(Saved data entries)

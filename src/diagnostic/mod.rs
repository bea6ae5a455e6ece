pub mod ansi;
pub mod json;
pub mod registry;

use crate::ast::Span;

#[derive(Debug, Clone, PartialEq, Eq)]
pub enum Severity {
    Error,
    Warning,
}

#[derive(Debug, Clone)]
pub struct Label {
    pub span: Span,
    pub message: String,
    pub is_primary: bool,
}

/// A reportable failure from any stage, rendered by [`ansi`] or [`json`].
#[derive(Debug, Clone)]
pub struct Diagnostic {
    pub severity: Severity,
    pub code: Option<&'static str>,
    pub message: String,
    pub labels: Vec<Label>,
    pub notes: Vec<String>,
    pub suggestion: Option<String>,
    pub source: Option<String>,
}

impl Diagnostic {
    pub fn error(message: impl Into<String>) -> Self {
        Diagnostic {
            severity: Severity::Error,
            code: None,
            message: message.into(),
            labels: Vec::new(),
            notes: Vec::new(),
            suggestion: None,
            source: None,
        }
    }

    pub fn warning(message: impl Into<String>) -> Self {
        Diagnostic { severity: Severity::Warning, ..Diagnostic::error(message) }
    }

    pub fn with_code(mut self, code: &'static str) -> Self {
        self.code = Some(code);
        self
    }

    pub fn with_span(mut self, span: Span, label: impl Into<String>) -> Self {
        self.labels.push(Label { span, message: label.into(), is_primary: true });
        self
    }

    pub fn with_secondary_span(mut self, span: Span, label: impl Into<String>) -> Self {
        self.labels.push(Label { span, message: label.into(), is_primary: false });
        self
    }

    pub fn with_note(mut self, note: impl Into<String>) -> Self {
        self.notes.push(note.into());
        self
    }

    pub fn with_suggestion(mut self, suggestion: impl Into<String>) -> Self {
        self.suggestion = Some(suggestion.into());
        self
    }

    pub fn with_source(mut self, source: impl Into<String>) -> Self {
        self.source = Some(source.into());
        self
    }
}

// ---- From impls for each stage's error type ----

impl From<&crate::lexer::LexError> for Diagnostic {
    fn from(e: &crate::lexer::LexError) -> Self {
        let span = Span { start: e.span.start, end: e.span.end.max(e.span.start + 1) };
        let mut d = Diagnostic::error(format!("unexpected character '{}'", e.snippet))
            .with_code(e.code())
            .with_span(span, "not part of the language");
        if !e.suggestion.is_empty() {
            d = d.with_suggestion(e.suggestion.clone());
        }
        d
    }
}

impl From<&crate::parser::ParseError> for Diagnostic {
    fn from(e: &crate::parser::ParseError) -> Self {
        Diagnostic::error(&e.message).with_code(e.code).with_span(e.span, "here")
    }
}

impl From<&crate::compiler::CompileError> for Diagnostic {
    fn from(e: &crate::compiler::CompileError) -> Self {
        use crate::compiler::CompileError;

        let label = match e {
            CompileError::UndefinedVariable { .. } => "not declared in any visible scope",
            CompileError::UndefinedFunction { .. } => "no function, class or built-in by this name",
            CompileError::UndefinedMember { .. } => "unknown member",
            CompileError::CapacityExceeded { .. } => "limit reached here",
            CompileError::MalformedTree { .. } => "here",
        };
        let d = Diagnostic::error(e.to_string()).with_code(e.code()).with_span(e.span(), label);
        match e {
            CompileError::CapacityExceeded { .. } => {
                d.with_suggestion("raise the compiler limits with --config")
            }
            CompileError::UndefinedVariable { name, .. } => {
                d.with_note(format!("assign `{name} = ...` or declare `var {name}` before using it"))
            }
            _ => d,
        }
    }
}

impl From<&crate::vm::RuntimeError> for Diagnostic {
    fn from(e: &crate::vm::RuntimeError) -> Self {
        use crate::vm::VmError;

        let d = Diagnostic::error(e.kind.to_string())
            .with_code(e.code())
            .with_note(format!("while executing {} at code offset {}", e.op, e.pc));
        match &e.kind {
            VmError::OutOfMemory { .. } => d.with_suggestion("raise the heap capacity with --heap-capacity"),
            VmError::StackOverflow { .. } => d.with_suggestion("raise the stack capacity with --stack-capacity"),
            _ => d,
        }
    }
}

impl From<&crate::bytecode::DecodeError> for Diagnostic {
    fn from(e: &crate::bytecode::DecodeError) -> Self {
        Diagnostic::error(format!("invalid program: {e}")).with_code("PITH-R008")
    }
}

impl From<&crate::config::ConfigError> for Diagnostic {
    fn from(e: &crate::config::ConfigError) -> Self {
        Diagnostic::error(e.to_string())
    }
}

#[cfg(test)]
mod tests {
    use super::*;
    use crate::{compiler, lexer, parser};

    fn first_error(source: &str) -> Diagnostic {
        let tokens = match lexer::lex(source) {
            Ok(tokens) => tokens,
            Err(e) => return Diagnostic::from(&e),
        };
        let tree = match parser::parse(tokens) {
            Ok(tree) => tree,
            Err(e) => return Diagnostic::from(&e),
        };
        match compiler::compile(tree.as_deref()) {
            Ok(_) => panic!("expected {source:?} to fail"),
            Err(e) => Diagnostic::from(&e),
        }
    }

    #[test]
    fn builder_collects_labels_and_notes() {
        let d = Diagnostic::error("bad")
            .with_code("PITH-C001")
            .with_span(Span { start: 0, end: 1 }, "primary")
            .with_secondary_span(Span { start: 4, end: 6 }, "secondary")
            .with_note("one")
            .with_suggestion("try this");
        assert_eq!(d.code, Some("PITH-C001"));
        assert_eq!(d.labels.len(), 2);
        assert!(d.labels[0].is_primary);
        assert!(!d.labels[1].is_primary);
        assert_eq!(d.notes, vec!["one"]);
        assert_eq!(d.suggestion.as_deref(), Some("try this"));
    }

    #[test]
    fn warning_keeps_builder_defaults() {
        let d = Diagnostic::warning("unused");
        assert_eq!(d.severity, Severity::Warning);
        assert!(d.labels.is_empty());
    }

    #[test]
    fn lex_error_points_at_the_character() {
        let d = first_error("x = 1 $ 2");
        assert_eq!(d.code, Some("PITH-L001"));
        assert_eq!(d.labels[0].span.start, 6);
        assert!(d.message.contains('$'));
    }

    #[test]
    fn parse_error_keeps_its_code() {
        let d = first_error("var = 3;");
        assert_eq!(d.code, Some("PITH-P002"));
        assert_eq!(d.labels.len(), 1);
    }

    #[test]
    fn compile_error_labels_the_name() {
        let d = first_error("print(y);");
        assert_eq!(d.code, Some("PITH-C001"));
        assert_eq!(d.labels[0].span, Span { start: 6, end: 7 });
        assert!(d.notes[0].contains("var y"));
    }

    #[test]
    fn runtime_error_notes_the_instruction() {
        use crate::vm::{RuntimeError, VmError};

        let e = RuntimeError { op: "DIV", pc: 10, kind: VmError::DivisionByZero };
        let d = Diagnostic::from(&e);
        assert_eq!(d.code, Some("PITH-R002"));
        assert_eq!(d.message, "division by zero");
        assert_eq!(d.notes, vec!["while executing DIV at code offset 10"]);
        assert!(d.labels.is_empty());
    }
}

Aim of the exercise - Your reply must be one number: the count of lines in the records above that contain the string "compiler".

Task result - 6